Exercise directions = Reproduce the data below line by line, from its first line to the line with "pub fn new(userinfo_url: impl", both included, and nothing past that point.

Records from a data collection
___

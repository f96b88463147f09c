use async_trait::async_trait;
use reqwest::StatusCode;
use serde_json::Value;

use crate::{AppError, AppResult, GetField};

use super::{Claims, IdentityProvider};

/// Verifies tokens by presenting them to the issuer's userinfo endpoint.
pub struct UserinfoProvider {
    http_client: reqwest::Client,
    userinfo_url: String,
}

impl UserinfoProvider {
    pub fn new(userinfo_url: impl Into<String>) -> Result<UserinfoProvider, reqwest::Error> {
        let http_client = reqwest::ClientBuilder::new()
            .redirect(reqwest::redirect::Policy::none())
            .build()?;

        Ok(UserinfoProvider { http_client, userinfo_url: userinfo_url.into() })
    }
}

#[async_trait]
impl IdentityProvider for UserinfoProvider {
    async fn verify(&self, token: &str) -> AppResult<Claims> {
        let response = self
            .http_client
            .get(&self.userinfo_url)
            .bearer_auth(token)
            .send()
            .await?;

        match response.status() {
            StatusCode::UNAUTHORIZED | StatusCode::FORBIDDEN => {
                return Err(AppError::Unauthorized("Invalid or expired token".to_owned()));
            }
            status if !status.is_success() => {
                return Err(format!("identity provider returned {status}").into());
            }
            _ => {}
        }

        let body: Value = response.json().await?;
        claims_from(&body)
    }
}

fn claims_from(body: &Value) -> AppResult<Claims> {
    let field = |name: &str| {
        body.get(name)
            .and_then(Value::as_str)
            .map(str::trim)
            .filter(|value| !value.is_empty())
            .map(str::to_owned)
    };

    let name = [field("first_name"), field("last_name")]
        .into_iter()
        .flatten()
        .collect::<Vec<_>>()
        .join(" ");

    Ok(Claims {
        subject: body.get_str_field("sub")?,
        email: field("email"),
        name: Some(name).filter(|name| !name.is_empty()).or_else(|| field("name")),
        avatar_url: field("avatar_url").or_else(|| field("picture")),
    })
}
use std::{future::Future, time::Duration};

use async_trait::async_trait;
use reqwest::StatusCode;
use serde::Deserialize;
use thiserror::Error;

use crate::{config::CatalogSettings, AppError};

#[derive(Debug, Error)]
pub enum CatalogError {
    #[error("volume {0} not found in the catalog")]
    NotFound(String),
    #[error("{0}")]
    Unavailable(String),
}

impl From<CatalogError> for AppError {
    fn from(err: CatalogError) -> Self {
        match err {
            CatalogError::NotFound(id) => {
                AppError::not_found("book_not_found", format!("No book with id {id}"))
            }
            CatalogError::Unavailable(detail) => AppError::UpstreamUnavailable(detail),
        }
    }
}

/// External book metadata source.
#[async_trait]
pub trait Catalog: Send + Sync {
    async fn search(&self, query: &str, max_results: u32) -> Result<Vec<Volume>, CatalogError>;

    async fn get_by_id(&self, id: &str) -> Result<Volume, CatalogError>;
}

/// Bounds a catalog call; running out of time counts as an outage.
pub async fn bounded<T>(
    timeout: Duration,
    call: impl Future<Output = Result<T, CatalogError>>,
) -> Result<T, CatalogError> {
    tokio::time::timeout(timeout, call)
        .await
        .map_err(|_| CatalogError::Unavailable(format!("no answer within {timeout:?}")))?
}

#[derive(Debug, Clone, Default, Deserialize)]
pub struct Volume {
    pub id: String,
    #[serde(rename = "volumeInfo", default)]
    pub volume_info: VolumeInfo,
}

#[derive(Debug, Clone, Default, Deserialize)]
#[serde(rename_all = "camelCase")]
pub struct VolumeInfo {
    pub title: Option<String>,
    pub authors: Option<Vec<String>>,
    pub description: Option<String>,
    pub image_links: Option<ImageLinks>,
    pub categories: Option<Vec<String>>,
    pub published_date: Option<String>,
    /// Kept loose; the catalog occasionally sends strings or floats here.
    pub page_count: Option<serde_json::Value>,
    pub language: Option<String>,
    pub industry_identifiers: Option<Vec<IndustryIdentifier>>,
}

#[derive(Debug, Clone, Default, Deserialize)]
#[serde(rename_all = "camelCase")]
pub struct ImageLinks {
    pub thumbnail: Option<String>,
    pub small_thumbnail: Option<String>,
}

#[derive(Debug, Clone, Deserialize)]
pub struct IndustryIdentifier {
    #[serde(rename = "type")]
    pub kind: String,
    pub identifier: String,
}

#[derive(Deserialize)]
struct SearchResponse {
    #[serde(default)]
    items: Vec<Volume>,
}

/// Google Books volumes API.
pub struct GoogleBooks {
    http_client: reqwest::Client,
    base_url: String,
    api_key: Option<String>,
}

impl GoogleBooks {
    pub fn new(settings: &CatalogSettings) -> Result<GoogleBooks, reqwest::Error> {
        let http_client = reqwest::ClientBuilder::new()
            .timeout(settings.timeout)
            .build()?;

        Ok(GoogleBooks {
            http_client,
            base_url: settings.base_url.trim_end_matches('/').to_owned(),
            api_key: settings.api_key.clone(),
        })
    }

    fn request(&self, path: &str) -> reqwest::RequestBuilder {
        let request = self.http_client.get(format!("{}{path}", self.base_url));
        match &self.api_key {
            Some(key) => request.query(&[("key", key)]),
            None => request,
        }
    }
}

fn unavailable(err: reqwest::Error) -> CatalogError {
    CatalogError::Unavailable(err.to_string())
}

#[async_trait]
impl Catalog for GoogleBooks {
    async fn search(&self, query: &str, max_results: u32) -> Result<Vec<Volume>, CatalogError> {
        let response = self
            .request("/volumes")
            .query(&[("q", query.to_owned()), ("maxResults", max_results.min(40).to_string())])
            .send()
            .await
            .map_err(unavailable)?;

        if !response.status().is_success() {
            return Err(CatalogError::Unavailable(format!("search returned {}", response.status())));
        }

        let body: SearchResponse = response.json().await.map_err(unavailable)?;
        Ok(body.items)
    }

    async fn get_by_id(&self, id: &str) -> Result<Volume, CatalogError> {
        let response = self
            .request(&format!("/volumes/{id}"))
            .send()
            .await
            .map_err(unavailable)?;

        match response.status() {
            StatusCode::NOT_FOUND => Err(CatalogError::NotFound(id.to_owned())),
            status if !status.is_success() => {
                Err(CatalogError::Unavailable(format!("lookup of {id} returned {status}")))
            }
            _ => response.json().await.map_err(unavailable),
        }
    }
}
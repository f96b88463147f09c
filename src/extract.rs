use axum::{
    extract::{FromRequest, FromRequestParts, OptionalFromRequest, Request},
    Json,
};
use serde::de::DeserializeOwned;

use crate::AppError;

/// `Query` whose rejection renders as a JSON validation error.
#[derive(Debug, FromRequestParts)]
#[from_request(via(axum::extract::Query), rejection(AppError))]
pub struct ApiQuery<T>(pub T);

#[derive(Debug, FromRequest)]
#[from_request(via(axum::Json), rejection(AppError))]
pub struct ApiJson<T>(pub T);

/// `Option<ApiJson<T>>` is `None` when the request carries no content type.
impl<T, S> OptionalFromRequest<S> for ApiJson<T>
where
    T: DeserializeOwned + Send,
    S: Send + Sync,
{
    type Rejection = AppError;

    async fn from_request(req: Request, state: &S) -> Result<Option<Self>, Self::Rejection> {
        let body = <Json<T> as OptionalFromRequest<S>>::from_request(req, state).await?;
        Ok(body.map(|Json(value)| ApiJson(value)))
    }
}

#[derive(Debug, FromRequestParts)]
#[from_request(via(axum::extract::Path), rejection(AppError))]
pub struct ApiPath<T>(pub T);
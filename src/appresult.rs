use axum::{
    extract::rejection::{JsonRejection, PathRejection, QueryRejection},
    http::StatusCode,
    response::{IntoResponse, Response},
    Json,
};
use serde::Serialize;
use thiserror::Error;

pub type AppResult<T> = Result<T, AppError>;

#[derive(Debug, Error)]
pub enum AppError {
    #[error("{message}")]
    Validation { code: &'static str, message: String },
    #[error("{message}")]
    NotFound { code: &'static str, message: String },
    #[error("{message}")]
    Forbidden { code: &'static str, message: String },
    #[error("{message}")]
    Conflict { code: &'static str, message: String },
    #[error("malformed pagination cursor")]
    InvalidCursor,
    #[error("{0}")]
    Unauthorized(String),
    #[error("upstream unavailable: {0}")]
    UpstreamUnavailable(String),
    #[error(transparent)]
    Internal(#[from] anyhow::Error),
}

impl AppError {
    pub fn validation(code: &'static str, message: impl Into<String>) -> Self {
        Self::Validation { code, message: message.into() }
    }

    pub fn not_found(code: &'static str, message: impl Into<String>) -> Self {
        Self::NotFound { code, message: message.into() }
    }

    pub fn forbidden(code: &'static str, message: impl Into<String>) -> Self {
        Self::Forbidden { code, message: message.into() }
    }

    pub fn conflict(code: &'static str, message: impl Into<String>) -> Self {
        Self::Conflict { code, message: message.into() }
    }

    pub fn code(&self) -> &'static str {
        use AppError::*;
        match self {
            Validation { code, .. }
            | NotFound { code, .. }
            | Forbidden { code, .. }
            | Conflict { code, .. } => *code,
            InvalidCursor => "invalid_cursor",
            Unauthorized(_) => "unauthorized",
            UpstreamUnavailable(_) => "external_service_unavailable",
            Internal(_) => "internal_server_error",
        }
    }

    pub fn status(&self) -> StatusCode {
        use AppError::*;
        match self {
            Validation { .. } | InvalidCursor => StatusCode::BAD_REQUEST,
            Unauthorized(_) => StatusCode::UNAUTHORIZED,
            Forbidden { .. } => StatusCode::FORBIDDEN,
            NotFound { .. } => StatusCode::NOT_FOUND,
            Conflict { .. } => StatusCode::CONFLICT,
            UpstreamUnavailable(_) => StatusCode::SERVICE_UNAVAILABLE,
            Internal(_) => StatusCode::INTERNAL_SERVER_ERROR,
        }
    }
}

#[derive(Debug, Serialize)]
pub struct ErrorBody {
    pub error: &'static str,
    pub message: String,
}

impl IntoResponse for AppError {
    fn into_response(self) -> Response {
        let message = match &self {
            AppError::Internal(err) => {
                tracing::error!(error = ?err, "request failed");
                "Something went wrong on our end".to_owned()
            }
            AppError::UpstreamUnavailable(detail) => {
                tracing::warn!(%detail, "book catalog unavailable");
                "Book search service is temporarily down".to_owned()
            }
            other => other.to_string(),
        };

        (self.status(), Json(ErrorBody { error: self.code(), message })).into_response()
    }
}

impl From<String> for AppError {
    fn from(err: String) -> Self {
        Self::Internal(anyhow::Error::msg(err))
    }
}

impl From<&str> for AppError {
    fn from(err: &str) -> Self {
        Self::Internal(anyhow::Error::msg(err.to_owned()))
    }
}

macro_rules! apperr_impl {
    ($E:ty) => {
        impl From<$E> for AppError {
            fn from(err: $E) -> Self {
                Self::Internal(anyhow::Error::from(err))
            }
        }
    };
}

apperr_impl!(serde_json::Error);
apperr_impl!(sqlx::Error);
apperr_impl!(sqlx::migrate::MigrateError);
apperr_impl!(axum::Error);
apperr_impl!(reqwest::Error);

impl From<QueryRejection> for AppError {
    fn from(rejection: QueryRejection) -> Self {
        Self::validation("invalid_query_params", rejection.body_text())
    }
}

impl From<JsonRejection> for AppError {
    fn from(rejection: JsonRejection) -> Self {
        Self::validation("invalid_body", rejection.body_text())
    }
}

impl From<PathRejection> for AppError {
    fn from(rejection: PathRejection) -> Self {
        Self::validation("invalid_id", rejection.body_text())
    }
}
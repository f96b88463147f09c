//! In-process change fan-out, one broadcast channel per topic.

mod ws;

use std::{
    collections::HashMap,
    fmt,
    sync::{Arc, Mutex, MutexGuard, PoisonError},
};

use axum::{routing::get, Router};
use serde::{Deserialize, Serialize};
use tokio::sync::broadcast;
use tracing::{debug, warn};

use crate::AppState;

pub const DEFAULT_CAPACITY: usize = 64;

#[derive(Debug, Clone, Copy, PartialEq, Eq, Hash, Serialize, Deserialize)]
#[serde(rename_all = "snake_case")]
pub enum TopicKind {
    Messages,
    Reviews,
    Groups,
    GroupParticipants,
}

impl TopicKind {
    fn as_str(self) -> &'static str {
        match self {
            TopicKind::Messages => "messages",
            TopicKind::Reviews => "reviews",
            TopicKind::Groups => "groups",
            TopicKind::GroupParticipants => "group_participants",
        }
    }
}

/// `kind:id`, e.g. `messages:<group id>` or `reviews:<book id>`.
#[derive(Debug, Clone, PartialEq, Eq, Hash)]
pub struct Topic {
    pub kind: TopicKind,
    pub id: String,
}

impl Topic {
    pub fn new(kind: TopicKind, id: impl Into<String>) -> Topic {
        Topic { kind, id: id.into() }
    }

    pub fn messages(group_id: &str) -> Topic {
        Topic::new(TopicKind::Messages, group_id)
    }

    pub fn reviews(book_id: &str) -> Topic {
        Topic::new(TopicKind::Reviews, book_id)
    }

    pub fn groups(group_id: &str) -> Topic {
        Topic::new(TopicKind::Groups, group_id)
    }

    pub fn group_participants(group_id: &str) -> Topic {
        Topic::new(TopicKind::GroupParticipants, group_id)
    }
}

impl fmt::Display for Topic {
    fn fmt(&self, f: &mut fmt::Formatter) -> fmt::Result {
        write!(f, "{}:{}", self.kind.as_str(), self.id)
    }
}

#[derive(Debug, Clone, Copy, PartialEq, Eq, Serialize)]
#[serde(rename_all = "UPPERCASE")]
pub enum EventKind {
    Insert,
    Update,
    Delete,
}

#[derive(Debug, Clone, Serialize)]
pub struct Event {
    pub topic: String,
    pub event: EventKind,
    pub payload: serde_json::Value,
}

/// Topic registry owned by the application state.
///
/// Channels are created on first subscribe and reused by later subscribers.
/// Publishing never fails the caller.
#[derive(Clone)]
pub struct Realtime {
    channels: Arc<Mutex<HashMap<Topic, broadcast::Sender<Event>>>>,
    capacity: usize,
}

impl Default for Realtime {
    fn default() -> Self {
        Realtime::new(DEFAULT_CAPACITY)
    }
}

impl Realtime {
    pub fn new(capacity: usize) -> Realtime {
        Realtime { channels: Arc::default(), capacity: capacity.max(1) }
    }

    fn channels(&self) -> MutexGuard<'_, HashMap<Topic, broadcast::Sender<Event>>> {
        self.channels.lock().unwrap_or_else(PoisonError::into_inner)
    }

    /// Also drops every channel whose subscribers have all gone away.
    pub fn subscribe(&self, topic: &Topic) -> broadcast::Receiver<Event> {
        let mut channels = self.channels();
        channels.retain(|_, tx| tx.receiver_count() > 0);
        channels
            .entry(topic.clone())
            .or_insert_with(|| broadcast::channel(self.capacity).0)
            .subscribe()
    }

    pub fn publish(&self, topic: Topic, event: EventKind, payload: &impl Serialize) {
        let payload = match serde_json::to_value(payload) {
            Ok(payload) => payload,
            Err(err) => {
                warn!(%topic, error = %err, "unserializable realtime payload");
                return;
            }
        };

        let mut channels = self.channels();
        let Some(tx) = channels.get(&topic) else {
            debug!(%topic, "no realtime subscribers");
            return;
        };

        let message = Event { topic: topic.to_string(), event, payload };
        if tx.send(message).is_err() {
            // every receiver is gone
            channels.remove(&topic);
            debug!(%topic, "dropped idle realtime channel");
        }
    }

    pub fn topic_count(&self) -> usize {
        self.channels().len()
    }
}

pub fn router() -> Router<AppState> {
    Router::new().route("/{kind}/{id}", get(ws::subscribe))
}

___

Your response =
repository f96b88463147f09c
use async_trait::async_trait;
use reqwest::StatusCode;
use serde_json::Value;

use crate::{AppError, AppResult, GetField};

use super::{Claims, IdentityProvider};

/// Verifies tokens by presenting them to the issuer's userinfo endpoint.
pub struct UserinfoProvider {
    http_client: reqwest::Client,
    userinfo_url: String,
}

impl UserinfoProvider {
    pub fn new(userinfo_url: impl Into<String>) -> Result<UserinfoProvider, reqwest::Error> {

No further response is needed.